### EXERCISE BRIEF
The lines to copy are those in the listing below that contain the word "BTreeMap".

### MATERIAL PROVIDED
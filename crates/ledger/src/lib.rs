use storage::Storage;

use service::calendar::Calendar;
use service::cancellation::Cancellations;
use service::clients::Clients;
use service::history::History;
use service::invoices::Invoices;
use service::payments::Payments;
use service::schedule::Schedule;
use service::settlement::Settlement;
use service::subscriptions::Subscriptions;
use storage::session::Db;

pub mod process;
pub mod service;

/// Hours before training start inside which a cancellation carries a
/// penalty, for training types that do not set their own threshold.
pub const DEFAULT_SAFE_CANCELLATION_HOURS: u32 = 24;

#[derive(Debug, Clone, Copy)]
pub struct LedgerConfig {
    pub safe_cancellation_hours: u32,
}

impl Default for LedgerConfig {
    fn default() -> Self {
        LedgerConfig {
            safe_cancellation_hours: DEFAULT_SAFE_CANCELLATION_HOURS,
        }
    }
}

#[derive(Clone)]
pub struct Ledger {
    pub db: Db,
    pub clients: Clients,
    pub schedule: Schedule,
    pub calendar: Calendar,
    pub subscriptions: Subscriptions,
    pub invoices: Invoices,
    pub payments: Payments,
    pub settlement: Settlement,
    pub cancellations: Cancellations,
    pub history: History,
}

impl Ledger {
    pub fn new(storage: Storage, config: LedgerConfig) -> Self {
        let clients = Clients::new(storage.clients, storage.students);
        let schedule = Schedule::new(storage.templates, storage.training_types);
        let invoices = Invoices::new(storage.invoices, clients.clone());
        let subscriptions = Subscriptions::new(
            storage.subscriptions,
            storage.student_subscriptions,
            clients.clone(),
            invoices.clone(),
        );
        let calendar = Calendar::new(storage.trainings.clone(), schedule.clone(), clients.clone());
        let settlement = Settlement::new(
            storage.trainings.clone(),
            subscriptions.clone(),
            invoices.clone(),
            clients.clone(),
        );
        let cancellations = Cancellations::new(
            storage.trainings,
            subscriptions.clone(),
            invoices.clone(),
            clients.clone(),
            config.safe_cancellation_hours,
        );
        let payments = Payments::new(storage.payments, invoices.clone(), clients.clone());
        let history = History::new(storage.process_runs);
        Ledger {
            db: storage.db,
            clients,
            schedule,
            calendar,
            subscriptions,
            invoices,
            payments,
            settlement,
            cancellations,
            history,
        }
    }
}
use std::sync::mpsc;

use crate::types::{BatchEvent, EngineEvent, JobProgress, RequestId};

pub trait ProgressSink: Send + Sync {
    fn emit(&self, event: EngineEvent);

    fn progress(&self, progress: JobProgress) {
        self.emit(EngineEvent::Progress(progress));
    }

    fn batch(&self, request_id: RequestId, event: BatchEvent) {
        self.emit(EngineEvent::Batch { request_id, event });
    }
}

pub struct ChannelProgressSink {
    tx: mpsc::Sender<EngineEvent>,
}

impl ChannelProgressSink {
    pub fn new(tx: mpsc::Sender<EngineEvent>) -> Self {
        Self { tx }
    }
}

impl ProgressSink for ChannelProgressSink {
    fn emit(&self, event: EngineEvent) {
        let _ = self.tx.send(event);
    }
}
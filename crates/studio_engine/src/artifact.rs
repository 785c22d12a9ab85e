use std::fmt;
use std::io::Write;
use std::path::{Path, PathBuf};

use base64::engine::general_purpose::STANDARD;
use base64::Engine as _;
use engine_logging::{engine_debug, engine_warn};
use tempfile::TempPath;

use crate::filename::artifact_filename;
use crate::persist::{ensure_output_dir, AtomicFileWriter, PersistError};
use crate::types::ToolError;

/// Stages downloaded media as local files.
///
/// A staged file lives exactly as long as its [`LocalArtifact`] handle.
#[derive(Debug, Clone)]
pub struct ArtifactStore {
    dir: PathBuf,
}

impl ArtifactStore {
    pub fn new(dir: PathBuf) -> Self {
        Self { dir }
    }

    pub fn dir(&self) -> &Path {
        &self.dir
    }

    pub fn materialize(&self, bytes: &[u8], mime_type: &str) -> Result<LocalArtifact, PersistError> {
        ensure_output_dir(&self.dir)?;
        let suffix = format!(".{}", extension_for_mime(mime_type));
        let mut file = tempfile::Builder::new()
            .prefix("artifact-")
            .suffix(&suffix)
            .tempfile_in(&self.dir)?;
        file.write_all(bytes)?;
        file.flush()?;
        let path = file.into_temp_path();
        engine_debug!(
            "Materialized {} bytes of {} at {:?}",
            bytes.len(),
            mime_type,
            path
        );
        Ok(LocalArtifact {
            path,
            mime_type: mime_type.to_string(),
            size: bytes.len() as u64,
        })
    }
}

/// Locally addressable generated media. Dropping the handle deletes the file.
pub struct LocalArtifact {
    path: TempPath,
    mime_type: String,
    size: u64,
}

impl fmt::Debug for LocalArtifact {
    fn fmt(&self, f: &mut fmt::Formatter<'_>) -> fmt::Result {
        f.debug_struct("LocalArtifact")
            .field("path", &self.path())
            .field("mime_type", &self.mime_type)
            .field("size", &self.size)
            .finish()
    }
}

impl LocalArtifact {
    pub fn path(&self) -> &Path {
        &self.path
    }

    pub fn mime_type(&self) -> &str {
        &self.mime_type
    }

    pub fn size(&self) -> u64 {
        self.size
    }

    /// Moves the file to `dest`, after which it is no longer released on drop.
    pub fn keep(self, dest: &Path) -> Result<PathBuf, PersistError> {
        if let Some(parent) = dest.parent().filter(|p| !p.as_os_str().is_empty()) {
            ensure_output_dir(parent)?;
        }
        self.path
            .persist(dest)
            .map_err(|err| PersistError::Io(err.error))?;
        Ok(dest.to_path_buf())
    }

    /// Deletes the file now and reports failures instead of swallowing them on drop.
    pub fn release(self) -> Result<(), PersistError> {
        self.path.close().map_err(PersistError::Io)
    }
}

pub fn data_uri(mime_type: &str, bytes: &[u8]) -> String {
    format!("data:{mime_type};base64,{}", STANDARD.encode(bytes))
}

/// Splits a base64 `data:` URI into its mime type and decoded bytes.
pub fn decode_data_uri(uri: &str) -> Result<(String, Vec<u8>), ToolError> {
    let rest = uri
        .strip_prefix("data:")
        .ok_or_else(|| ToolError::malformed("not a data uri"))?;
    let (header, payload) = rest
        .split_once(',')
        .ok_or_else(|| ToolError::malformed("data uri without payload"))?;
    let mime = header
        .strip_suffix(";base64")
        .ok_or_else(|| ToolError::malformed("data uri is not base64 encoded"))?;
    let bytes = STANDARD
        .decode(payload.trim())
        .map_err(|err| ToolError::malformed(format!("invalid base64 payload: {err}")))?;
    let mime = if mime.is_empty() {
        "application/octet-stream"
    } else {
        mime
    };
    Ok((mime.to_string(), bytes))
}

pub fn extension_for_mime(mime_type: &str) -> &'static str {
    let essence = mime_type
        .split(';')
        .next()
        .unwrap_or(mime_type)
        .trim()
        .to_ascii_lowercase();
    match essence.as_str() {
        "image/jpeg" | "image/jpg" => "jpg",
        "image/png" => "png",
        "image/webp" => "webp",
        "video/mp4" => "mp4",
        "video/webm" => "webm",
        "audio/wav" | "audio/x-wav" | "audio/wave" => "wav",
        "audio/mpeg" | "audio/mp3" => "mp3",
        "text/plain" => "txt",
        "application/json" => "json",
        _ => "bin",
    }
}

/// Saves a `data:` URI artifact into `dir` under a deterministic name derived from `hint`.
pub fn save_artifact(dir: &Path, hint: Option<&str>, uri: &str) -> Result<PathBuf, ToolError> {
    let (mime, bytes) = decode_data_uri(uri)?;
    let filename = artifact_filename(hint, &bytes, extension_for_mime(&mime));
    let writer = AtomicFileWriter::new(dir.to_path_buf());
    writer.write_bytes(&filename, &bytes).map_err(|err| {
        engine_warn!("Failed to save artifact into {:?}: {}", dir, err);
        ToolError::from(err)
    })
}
...
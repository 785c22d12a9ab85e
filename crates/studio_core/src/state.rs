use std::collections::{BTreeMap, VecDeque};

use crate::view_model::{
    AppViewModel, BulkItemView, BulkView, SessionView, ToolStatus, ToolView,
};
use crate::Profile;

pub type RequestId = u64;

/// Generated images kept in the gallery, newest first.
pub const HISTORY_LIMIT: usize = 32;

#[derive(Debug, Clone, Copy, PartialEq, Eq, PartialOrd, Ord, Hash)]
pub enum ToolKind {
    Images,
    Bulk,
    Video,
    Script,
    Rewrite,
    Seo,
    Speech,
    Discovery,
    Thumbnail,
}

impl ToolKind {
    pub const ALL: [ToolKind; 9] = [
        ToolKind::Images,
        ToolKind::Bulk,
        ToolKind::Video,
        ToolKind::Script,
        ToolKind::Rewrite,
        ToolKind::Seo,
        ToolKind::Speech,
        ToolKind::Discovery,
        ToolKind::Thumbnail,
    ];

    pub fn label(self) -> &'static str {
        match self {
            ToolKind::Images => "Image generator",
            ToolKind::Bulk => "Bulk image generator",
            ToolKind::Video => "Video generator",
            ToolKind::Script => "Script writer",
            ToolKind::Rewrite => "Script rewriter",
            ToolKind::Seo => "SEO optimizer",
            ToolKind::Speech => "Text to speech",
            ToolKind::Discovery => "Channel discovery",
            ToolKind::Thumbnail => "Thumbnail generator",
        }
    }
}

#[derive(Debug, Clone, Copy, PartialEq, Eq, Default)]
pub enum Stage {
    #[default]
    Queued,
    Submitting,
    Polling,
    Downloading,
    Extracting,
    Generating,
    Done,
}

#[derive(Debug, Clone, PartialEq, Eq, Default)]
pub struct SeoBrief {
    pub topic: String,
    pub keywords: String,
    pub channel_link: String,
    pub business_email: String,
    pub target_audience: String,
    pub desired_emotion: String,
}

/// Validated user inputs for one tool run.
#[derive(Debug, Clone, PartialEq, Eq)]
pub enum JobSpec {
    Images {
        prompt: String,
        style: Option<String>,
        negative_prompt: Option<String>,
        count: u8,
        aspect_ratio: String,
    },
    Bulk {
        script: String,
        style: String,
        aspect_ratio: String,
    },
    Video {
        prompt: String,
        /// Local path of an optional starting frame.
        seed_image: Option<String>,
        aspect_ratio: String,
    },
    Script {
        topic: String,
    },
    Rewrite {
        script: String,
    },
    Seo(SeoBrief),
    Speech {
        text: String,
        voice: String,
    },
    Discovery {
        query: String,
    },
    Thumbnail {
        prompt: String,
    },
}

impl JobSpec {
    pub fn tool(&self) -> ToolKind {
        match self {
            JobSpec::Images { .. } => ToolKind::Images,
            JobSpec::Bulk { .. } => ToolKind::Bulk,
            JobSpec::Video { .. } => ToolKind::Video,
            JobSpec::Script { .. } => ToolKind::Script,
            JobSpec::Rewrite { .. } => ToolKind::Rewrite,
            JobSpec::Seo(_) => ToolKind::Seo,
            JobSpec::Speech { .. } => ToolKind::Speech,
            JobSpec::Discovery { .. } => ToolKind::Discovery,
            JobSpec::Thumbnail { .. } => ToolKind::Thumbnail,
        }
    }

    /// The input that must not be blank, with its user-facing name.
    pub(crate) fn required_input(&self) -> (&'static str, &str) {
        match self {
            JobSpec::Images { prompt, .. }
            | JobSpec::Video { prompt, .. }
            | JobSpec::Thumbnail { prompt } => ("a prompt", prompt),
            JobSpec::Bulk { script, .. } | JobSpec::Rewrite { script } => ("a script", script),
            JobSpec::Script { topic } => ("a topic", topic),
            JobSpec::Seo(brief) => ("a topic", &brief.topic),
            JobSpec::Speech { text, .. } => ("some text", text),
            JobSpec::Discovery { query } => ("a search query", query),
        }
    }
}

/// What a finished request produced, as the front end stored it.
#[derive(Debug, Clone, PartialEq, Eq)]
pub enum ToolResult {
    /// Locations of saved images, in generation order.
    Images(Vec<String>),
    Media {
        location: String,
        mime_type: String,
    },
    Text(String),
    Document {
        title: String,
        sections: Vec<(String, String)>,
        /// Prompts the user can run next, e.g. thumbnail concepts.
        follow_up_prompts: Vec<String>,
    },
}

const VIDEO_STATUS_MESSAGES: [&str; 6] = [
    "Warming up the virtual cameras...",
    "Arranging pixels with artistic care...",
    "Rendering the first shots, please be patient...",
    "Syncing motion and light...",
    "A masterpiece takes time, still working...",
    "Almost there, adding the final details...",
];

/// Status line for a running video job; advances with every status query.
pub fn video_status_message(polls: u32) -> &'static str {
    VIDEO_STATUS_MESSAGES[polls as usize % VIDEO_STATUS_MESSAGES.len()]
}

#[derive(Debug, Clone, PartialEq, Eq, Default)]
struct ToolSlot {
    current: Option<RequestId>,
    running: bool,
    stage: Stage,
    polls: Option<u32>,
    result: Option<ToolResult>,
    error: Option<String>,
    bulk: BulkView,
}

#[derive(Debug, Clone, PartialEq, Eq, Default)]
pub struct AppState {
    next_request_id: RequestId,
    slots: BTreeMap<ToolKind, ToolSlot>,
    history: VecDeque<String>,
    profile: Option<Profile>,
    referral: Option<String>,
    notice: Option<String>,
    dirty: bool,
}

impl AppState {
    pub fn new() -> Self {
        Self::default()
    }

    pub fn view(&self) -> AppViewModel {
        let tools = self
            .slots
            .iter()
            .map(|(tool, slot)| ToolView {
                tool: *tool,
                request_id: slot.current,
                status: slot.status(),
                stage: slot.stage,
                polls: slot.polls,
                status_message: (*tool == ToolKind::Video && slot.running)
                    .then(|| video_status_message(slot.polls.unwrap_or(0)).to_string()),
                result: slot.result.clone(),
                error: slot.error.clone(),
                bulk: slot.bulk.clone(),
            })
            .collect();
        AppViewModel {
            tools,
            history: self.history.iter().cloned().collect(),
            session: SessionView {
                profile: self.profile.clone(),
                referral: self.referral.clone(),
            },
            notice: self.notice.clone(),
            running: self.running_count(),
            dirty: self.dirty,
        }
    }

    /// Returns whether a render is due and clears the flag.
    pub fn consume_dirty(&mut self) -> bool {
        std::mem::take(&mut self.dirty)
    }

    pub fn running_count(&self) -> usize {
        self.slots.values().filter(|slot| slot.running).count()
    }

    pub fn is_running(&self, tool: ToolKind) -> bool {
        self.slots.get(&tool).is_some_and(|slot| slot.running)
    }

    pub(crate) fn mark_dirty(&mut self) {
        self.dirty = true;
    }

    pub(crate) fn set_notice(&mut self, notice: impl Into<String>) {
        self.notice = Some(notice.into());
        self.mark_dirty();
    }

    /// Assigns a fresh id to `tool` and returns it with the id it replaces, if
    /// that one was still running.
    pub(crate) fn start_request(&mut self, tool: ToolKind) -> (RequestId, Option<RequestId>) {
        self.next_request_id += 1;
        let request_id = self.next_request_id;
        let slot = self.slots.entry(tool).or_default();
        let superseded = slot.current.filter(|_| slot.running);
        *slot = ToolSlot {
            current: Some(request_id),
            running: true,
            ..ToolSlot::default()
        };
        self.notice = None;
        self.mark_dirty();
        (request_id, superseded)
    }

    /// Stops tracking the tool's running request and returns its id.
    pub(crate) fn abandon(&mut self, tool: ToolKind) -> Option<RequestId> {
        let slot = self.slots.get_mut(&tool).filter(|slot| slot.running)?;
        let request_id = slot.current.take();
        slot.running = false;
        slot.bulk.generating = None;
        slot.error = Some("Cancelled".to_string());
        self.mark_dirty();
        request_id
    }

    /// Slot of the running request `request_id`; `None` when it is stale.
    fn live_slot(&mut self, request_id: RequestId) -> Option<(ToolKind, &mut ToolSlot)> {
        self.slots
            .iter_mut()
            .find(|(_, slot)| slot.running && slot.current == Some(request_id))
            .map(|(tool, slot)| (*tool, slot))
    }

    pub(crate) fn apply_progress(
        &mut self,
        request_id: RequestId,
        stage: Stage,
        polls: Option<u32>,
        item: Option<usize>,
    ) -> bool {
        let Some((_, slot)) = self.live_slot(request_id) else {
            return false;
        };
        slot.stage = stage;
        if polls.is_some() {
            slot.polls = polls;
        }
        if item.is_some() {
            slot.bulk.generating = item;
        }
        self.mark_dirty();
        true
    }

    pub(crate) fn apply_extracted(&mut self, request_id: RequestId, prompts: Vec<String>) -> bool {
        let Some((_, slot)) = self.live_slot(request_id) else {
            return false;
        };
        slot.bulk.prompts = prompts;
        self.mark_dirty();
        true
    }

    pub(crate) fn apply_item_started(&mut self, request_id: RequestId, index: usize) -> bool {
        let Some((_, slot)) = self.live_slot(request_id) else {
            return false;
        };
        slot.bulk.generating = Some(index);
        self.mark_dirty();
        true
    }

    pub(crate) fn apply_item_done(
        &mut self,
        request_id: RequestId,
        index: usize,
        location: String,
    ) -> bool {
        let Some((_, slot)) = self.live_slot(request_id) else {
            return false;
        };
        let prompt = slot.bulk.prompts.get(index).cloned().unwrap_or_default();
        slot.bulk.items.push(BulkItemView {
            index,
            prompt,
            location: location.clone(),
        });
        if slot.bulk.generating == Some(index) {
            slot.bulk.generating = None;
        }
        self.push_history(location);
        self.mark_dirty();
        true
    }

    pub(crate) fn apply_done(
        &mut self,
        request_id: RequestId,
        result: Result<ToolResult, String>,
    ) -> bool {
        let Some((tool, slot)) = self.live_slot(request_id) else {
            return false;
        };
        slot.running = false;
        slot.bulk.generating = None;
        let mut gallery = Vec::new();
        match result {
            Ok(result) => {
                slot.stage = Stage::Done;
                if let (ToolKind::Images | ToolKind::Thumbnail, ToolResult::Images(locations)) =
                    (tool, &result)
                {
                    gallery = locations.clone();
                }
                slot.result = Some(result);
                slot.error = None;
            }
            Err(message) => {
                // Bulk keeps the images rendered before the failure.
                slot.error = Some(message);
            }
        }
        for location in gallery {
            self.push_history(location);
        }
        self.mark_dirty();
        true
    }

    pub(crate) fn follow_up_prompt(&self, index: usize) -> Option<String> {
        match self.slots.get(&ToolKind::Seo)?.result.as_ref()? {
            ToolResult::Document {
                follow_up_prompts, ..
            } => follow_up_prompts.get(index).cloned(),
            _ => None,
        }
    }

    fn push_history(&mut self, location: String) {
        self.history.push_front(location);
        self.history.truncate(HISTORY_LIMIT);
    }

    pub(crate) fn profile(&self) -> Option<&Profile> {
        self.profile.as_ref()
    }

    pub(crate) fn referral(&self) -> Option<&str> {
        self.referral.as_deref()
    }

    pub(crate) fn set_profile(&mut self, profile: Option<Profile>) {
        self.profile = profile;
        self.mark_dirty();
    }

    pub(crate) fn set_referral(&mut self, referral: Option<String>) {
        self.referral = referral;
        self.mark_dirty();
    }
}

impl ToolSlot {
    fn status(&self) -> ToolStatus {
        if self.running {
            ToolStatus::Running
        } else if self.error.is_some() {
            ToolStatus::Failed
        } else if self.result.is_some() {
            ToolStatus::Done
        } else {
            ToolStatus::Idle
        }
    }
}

### REPLY TO THE EXERCISE
use std::collections::{BTreeMap, VecDeque};
    slots: BTreeMap<ToolKind, ToolSlot>,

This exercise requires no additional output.